--- Data excerpts ---

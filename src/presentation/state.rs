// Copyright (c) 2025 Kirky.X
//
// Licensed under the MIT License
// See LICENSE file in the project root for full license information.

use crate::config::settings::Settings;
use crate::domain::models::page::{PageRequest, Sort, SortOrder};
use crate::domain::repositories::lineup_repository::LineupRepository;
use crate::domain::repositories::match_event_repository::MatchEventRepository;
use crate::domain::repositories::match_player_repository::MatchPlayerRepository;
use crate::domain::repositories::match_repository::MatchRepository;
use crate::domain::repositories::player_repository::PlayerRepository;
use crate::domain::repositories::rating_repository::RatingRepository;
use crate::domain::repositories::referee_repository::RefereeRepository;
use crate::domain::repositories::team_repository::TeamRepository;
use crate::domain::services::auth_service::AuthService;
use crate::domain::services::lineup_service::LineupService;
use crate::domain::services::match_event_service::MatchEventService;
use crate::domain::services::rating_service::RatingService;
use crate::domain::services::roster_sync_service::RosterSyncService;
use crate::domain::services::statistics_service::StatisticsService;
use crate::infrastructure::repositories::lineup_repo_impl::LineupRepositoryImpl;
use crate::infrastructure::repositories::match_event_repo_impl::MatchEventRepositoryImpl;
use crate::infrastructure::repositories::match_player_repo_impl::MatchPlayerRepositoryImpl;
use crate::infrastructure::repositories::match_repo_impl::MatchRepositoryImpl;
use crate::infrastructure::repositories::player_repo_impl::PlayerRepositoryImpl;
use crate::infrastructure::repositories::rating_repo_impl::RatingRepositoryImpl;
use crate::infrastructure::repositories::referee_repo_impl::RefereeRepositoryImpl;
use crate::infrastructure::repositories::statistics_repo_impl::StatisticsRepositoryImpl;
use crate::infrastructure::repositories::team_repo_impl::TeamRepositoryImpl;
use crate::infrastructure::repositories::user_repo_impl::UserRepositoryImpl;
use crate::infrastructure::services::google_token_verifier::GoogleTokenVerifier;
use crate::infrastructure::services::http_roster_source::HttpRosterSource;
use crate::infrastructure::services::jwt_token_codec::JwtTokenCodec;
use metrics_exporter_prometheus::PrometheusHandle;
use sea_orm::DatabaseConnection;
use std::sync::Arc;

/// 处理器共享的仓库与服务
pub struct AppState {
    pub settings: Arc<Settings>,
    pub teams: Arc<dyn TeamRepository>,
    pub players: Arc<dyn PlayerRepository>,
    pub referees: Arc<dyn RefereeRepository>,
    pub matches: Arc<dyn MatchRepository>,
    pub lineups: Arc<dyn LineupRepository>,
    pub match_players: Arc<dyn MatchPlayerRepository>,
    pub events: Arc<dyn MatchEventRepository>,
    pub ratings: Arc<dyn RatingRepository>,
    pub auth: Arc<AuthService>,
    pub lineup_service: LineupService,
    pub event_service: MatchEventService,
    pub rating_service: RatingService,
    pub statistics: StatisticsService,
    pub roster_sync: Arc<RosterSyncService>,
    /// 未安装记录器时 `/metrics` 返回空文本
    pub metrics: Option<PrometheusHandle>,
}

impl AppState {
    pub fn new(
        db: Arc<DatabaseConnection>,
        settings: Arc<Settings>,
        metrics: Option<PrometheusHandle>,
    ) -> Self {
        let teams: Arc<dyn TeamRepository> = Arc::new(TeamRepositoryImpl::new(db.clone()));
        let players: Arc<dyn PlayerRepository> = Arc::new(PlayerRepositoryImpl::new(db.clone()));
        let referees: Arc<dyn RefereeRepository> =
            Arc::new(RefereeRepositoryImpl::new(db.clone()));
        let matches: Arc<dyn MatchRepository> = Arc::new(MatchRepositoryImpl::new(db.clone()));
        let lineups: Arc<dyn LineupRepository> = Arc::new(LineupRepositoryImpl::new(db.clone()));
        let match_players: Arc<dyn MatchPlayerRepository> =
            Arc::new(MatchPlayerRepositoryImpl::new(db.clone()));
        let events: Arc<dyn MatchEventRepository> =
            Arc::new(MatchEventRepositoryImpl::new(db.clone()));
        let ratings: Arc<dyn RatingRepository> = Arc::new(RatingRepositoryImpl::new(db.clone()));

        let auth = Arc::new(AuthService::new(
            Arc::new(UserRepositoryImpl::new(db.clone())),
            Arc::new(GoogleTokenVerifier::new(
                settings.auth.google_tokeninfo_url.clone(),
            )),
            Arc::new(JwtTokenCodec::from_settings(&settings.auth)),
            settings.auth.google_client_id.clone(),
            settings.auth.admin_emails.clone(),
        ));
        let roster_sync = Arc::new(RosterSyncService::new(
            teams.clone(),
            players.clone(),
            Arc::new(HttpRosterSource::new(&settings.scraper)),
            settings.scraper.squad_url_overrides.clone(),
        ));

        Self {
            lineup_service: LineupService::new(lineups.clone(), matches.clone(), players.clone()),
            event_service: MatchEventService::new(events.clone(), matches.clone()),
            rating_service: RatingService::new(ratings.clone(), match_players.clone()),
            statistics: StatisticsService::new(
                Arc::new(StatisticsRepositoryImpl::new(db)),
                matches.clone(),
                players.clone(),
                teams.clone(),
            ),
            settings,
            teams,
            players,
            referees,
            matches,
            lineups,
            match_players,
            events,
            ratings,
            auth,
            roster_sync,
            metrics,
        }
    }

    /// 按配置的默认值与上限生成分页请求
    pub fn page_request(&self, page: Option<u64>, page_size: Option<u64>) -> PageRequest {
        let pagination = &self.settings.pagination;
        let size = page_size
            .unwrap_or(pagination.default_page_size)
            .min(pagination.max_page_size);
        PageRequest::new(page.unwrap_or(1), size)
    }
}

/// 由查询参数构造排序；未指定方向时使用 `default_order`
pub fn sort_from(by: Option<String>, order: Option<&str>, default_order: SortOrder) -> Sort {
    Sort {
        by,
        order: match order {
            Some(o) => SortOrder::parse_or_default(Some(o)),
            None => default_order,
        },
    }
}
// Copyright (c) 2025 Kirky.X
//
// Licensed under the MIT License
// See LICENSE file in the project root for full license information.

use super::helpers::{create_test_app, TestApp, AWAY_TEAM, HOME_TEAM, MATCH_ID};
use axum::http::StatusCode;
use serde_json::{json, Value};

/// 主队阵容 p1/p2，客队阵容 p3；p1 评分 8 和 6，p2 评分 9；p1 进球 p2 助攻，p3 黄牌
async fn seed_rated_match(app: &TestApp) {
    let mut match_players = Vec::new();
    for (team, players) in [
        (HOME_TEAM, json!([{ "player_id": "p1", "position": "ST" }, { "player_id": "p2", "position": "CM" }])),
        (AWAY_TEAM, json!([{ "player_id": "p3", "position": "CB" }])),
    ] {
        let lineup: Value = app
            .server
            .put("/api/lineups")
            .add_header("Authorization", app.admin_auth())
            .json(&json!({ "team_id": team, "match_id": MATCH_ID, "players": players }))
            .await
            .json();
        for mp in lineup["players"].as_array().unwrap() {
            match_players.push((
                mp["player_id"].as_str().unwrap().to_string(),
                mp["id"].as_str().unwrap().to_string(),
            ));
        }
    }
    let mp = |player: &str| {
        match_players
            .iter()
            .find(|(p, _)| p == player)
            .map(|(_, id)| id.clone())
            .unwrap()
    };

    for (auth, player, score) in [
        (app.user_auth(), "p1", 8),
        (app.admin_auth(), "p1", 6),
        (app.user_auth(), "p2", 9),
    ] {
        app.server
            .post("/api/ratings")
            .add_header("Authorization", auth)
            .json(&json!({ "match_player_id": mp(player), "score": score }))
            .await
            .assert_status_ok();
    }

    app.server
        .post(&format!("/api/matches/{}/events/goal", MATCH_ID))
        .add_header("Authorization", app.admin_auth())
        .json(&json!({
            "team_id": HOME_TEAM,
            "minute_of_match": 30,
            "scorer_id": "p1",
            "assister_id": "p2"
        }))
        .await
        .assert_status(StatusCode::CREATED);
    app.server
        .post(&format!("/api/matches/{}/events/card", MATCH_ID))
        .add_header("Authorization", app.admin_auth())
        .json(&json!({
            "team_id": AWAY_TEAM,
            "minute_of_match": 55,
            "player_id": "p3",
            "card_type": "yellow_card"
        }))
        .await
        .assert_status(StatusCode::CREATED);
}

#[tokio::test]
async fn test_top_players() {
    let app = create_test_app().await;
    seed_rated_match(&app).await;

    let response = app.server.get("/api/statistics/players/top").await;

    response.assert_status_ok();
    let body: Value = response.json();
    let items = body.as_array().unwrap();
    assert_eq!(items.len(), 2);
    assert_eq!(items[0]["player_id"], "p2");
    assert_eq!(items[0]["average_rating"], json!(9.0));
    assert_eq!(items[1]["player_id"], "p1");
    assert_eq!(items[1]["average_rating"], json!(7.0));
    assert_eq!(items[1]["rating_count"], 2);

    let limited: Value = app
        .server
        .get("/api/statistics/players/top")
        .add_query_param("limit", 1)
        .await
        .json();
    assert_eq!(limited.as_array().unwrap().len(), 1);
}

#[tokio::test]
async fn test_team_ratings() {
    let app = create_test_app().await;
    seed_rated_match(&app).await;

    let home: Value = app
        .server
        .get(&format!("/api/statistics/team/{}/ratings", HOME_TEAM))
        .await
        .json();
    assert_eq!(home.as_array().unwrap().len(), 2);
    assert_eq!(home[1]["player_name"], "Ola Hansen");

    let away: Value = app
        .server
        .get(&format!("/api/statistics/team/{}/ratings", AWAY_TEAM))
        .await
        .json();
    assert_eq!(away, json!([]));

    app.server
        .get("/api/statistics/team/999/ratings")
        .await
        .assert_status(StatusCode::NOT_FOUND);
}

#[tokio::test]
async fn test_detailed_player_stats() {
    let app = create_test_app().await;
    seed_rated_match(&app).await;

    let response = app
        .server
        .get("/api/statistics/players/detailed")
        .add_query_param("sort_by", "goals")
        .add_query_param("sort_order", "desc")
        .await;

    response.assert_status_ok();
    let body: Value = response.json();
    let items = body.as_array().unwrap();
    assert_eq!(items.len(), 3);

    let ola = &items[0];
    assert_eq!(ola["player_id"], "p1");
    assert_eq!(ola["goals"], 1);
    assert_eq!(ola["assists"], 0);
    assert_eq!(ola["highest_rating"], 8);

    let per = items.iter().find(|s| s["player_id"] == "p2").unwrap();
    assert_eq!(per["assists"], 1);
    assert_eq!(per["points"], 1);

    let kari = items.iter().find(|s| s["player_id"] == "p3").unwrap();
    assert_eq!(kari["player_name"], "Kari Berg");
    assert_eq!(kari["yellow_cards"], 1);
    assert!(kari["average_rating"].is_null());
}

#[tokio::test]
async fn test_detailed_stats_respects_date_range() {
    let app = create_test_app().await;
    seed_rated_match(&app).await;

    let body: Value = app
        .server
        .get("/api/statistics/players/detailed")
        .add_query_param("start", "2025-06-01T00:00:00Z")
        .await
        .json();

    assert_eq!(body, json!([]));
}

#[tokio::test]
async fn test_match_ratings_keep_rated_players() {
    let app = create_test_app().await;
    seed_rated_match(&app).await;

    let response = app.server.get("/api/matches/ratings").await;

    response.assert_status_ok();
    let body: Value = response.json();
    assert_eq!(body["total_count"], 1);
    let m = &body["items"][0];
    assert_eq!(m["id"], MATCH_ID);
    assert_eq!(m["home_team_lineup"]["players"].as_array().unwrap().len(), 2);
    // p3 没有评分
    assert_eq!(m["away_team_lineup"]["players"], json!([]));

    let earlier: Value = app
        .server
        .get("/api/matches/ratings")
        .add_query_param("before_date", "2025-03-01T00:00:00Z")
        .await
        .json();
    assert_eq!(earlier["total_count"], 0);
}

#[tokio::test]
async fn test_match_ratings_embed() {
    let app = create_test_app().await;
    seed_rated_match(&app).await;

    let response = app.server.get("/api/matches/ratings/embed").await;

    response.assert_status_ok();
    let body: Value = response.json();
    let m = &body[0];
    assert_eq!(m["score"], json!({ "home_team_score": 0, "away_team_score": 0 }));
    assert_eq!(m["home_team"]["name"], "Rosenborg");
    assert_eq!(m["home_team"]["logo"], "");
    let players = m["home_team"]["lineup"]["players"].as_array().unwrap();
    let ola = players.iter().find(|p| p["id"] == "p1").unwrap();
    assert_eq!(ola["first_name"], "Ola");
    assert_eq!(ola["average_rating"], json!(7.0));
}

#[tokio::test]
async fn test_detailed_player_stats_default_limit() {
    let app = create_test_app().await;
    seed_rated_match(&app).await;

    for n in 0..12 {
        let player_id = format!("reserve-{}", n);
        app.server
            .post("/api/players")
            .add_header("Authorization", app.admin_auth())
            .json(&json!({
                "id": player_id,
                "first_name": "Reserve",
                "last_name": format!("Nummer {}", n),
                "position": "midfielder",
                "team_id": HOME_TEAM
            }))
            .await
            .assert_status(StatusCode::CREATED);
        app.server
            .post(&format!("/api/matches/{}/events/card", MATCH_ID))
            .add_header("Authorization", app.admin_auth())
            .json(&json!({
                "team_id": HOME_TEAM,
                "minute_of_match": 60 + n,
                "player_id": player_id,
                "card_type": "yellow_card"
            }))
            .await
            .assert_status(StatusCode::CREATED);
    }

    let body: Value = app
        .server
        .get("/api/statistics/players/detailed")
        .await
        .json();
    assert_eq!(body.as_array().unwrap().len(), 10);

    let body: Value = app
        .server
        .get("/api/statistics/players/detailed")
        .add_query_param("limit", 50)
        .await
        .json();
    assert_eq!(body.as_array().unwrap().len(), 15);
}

...

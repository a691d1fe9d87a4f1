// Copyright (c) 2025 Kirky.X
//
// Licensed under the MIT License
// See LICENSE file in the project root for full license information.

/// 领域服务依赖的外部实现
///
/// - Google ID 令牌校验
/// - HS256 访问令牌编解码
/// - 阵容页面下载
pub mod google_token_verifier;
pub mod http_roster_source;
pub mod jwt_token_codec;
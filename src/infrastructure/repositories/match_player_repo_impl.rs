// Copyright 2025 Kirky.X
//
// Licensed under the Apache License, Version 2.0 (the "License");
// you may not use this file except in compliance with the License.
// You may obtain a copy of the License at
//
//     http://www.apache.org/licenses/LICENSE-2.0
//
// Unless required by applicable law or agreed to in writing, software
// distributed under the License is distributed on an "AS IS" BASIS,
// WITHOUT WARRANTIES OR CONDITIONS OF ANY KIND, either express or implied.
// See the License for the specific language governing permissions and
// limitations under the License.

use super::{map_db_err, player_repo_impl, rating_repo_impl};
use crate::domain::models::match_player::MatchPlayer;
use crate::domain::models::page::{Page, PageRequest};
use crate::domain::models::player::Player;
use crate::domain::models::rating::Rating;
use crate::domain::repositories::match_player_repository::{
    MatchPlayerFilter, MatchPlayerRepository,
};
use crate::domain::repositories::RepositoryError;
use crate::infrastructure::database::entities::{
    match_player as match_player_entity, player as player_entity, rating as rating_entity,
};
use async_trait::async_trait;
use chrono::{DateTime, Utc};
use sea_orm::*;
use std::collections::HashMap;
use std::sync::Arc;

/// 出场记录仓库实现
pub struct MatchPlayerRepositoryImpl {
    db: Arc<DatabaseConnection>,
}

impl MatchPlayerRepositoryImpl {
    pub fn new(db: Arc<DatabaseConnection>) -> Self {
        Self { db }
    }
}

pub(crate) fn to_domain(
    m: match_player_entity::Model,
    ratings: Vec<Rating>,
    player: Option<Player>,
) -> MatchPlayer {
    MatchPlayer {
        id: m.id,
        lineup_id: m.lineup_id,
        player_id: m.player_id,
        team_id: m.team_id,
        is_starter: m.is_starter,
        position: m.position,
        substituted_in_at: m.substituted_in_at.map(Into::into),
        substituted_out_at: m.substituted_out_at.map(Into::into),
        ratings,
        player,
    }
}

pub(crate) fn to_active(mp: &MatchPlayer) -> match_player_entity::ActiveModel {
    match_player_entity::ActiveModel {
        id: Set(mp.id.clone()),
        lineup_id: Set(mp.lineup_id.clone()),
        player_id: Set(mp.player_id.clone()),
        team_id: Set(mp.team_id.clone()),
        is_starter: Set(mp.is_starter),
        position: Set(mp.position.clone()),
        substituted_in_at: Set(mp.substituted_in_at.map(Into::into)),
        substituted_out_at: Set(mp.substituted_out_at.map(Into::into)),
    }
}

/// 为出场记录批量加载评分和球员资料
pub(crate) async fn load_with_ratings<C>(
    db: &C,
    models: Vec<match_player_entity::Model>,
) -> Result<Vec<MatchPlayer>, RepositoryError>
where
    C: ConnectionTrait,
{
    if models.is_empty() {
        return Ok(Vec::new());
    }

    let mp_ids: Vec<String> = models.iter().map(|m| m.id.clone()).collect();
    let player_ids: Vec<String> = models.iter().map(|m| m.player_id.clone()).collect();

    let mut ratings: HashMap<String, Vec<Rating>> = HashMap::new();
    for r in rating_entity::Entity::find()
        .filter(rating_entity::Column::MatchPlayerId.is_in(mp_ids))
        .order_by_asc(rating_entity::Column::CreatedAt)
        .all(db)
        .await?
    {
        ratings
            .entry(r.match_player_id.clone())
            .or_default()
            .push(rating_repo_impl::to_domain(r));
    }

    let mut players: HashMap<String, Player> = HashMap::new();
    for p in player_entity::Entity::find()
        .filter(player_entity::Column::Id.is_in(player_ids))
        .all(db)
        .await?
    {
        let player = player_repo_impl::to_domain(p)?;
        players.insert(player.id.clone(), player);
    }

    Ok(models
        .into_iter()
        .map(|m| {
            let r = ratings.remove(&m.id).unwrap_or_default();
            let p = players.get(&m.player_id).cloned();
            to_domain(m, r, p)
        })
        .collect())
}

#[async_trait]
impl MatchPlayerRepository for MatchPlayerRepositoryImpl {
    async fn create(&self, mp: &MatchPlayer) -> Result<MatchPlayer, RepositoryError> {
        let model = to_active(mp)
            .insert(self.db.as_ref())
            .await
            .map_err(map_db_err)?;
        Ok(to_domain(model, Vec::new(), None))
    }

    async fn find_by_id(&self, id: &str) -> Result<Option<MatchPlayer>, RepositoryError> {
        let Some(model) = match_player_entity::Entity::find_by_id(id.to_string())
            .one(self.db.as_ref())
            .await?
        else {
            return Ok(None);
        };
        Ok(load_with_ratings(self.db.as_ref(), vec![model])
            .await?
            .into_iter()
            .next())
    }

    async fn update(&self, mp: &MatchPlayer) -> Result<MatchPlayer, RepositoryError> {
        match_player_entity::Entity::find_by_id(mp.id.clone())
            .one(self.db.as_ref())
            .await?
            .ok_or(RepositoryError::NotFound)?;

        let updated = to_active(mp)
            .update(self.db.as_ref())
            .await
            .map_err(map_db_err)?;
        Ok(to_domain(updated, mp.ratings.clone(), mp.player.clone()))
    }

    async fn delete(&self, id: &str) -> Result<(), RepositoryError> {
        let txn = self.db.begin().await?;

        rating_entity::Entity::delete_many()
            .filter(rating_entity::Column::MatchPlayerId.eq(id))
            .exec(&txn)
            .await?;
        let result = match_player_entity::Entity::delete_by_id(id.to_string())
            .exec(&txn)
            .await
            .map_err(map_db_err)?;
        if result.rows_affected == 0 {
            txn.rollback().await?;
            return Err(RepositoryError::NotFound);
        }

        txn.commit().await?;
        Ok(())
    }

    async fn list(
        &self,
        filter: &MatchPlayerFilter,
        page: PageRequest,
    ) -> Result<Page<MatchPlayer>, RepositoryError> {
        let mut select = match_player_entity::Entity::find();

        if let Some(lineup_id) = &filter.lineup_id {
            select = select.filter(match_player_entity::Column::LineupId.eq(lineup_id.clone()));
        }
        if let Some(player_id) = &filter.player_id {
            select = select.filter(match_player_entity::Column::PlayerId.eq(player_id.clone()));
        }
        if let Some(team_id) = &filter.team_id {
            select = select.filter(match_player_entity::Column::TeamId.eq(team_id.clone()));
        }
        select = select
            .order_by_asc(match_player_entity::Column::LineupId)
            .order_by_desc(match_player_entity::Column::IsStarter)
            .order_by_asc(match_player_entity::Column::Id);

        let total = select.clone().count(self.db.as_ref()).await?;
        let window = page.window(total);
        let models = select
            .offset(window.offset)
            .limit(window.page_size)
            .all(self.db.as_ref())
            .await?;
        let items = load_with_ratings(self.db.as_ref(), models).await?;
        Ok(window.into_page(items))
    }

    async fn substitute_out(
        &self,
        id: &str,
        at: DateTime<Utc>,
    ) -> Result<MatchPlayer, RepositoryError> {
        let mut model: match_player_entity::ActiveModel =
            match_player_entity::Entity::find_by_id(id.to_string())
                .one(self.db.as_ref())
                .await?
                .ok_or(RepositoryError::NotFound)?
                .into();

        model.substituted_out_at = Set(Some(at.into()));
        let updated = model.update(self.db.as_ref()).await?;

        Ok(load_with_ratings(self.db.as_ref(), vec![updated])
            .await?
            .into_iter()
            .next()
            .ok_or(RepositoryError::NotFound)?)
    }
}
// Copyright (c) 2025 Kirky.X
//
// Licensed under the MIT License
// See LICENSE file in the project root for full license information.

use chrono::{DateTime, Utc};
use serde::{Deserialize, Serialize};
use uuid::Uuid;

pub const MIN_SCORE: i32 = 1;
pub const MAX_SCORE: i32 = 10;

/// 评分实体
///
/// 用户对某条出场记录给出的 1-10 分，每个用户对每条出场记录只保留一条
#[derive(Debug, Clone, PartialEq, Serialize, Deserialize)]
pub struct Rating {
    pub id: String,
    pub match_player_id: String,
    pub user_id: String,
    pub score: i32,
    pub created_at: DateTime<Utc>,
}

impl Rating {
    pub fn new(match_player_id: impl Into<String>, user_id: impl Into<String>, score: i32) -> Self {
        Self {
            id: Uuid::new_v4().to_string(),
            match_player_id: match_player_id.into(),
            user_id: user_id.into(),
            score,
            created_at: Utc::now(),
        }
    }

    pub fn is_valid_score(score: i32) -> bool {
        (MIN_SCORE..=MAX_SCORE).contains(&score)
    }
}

--- Exercise prompt ---
Leave out every line above except those from the line with "async fn update(&self, mp: &MatchPlayer)" up to and including the line with "let txn = self.db.begin().await?;", and copy those exactly.

--- Exercise response ---
    async fn update(&self, mp: &MatchPlayer) -> Result<MatchPlayer, RepositoryError> {
        match_player_entity::Entity::find_by_id(mp.id.clone())
            .one(self.db.as_ref())
            .await?
            .ok_or(RepositoryError::NotFound)?;

        let updated = to_active(mp)
            .update(self.db.as_ref())
            .await
            .map_err(map_db_err)?;
        Ok(to_domain(updated, mp.ratings.clone(), mp.player.clone()))
    }

    async fn delete(&self, id: &str) -> Result<(), RepositoryError> {
        let txn = self.db.begin().await?;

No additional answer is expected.